It was interesting, when I started doing it I felt like I was mostly competing with myself, because my three offers are very different so I was like wait, I'm just writing the three things I offer down here? Would it kind of be, I offer business systems consulting, I offer a course that helps people with their systems. So what I've written down as a potential competitor is, someone else who has a systems program, coaching and then a VA, would those be good things to kind of evaluate?

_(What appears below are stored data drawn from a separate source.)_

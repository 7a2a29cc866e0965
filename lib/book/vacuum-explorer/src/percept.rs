/*
 * Copyright (C) 2023 Asim Ihsan
 * SPDX-License-Identifier: AGPL-3.0-only
 *
 * This program is free software: you can redistribute it and/or modify it under
 * the terms of the GNU Affero General Public License as published by the Free
 * Software Foundation, version 3.
 *
 * This program is distributed in the hope that it will be useful, but WITHOUT ANY
 * WARRANTY; without even the implied warranty of MERCHANTABILITY or FITNESS FOR A
 * PARTICULAR PURPOSE. See the GNU Affero General Public License for more details.
 *
 * You should have received a copy of the GNU Affero General Public License along
 * with this program. If not, see <https://www.gnu.org/licenses/>
 */

use std::fmt::Display;
use std::str::FromStr;

use crate::coordinate::GridCoordinate;
use crate::VacuumWorldError;

#[derive(Debug, Clone, Copy, PartialEq, Eq, Hash)]
pub enum DirtStatus {
    Clean,
    Dirty,
}

impl FromStr for DirtStatus {
    type Err = VacuumWorldError;

    fn from_str(s: &str) -> Result<Self, Self::Err> {
        match s {
            "Clean" => Ok(DirtStatus::Clean),
            "Dirty" => Ok(DirtStatus::Dirty),
            _ => Err(VacuumWorldError::UnknownDirtStatus(s.to_string())),
        }
    }
}

/// Whether the environment rejected the previous move.
#[derive(Debug, Clone, Copy, PartialEq, Eq, Hash)]
pub enum BumpStatus {
    Bump,
    None,
}

impl FromStr for BumpStatus {
    type Err = VacuumWorldError;

    fn from_str(s: &str) -> Result<Self, Self::Err> {
        match s {
            "Bump" => Ok(BumpStatus::Bump),
            "None" => Ok(BumpStatus::None),
            _ => Err(VacuumWorldError::UnknownBumpStatus(s.to_string())),
        }
    }
}

#[derive(Debug, Clone, Copy, PartialEq, Eq, Hash, PartialOrd, Ord)]
pub struct AgentId(pub u64);

impl Display for AgentId {
    fn fmt(&self, f: &mut std::fmt::Formatter<'_>) -> std::fmt::Result {
        write!(f, "#{}", self.0)
    }
}

/// The type label an agent reports about itself. Two agents with the same kind are clones of
/// each other.
#[derive(Debug, Clone, PartialEq, Eq, Hash)]
pub struct AgentKind(pub String);

impl AgentKind {
    pub fn new(name: impl Into<String>) -> Self {
        Self(name.into())
    }
}

impl Display for AgentKind {
    fn fmt(&self, f: &mut std::fmt::Formatter<'_>) -> std::fmt::Result {
        write!(f, "{}", self.0)
    }
}

/// Another agent seen this tick, positioned relative to the observer.
#[derive(Debug, Clone, PartialEq, Eq, Hash)]
pub struct NeighborObservation {
    pub id: AgentId,
    pub kind: AgentKind,
    pub relative: GridCoordinate,
}

impl NeighborObservation {
    pub fn new(id: AgentId, kind: AgentKind, relative: GridCoordinate) -> Self {
        Self { id, kind, relative }
    }
}

/// ExplorerPercept is everything the environment hands the explorer in a single tick.
#[derive(Debug, Clone, PartialEq, Eq)]
pub struct ExplorerPercept {
    pub status: DirtStatus,
    pub bump: BumpStatus,
    pub neighbors: Vec<NeighborObservation>,
}

impl ExplorerPercept {
    pub fn new(status: DirtStatus, bump: BumpStatus, neighbors: Vec<NeighborObservation>) -> Self {
        Self {
            status,
            bump,
            neighbors,
        }
    }

    /// Clean square, no bump, nobody around.
    pub fn quiet() -> Self {
        Self::new(DirtStatus::Clean, BumpStatus::None, Vec::new())
    }

    pub fn is_dirty(&self) -> bool {
        self.status == DirtStatus::Dirty
    }

    pub fn is_bumped(&self) -> bool {
        self.bump == BumpStatus::Bump
    }

    /// Build a percept from the string labels used by the simulator.
    pub fn from_labels(
        status: &str,
        bump: &str,
        neighbors: Vec<NeighborObservation>,
    ) -> Result<Self, VacuumWorldError> {
        Ok(Self::new(status.parse()?, bump.parse()?, neighbors))
    }
}
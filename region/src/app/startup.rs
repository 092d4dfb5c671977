use core::net::{IpAddr, SocketAddr};
use std::path::Path;

use eyre::WrapErr as _;
use tokio::{net, signal};
use tracing::info;

use crate::{
    app::{AppState, state::initialize_state},
    http::router,
};

/// Resolves when the process is asked to stop.
async fn shutdown_signal() {
    #[cfg(unix)]
    {
        match signal::unix::signal(signal::unix::SignalKind::terminate()) {
            Ok(mut sigterm) => {
                tokio::select! {
                    _ = sigterm.recv() => {}
                    _ = signal::ctrl_c() => {}
                }
            }
            Err(e) => {
                tracing::error!("Failed to create SIGTERM signal handler, only reacting to Ctrl-C: {e}");
                drop(signal::ctrl_c().await);
            }
        }
    }
    #[cfg(not(unix))]
    {
        drop(signal::ctrl_c().await);
    }
}

/// Serves the API until shutdown.
async fn start_server(app_state: AppState, listen_ip: IpAddr, listen_port: u16) -> eyre::Result<()> {
    let app = router::create_app(app_state);

    let addr = SocketAddr::from((listen_ip, listen_port));
    let listener = net::TcpListener::bind(addr)
        .await
        .wrap_err(format!("Failed to bind {addr}"))?;
    info!("Listening on http://{}", addr);

    let server = axum::serve(listener, app);
    tokio::select! {
        res = server => res.wrap_err("HTTP server failed")?,
        () = shutdown_signal() => {
            info!("Received shutdown, shutting down");
        }
    }

    Ok(())
}

/// Starts the region service and runs it until termination.
///
/// # Errors
///
/// Returns an error if the configuration or inventory can't be loaded, or the
/// server can't bind.
pub(crate) async fn start(
    config_path: &Path,
    port_override: Option<u16>,
    bind_override: Option<&str>,
) -> eyre::Result<()> {
    info!("Starting region service...");

    let app_state = initialize_state(config_path).await?;

    let listen_port = port_override.unwrap_or(app_state.config_rx.borrow().server.port);
    let bind_str = bind_override.map_or_else(
        || app_state.config_rx.borrow().server.bind.clone(),
        ToString::to_string,
    );

    let listen_ip: IpAddr = bind_str
        .parse()
        .wrap_err(format!("Invalid bind address: {bind_str}"))?;

    start_server(app_state, listen_ip, listen_port).await
}
//! Plain data records of the inventory.
//!
//! Every enumeration that gets persisted or crosses the API carries a small
//! fixed integer code. The code ↔ name tables here are part of the external
//! contract and must not be renumbered.

// Defines a `#[repr(u8)]` enum with its stable code and upper-case name.
macro_rules! define_coded_enum {
    (
        $(#[$meta:meta])*
        $vis:vis enum $name:ident {
            $(
                $(#[$variant_meta:meta])*
                $variant:ident = $code:literal => $label:literal
            ),* $(,)?
        }
    ) => {
        $(#[$meta])*
        #[repr(u8)]
        $vis enum $name {
            $(
                $(#[$variant_meta])*
                $variant = $code,
            )*
        }

        impl $name {
            /// Every variant, in code order.
            pub const ALL: &'static [Self] = &[$(Self::$variant,)*];

            #[must_use]
            pub const fn code(self) -> u8 {
                self as u8
            }

            #[must_use]
            pub const fn from_code(code: u8) -> Option<Self> {
                match code {
                    $($code => Some(Self::$variant),)*
                    _ => None,
                }
            }

            #[must_use]
            pub const fn name(self) -> &'static str {
                match self {
                    $(Self::$variant => $label,)*
                }
            }
        }

        impl core::fmt::Display for $name {
            fn fmt(&self, f: &mut core::fmt::Formatter<'_>) -> core::fmt::Result {
                f.write_str(self.name())
            }
        }
    };
}

mod address;
mod host;
mod network;

pub use address::*;
pub use host::*;
pub use network::*;

pub type HostId = i64;
pub type SubnetId = i64;
pub type RangeId = i64;
pub type InterfaceId = i64;
pub type AddressId = i64;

Yeah, I think those are good. I would actually even add Asana or Trello, like an app. The software is a service essentially, project management tools, systems management tools that are out there as a brand that you want to analyze as well. Just because since your market and my market are very overlapping, I know people sign up for those things thinking this is going to solve all my problems, right? If only I could just use Asana everyday I'll never drop the ball again. Well, it doesn't really work that way, but people are thinking along those lines, and that actually brings up a great point, because that competitive analysis, the market analysis, the other brands that you're looking at, it's not just what you think your competitors are. It's what your customer thinks the competitors are. It's all the things they're considering, not all the things you're considering to solve the question, fill the need, meet the goal.
Makes sense, okay.
Okay? Cool. And so what your USP really comes down to is a very simple formula. I love formulas. I love giving you a template that you can use to make this really easy. And it's simply we sell, blank. But what we really offer is, blank. We sell, blank. But what we really offer, is blank. And when you can finish that statement, you can create a core offer that's completely aligned price to customer to style to availability to brand, you can tell a story that is 100% on point, so that when people see your brand, see your product, hear you speak, they get it immediately. Which is pretty cool, right? Okay, 'cause that's something we all need I think, yeah? Okay. So let's look at some examples here. Bombas USP is something like, "We sell socks, but what we really offer "is cutting edge comfort." We sell socks, but what we really offer is cutting edge comfort. In lesson one we looked at Airstory, the software product that allows content marketers and copywriters and marketing teams to collaborate with ease using templates and document tools that help them do that, and so Airstory might say, "We sell writing software, "but what we really offer is an easier way "to collaborate on your projects." We sell writing software, but what we really offer is an easier way to collaborate on your projects. So if that's the story they're going to tell, what's the price point for that? What's the customer for that? What's the brand need to look like behind that? How do they need to make that product available? How do they need to talk about it? What's the story that they're really telling? We sell writing software, but what we really offer is an easier way to collaborate on your projects. What kinds of different product development decisions are they gonna make? What features are they going to choose to include first, or before other features? If you know this story, you can create a completely aligned offer. So that people get it immediately. At CoCommercial, we sell a small business social network, but what we really offer is unprecedented access to people who have been there, done that. We sell a small business social network, but what we really offer is unprecedented access to people who have been there, done that. So what we sell is, but what we really offer is this other thing, okay?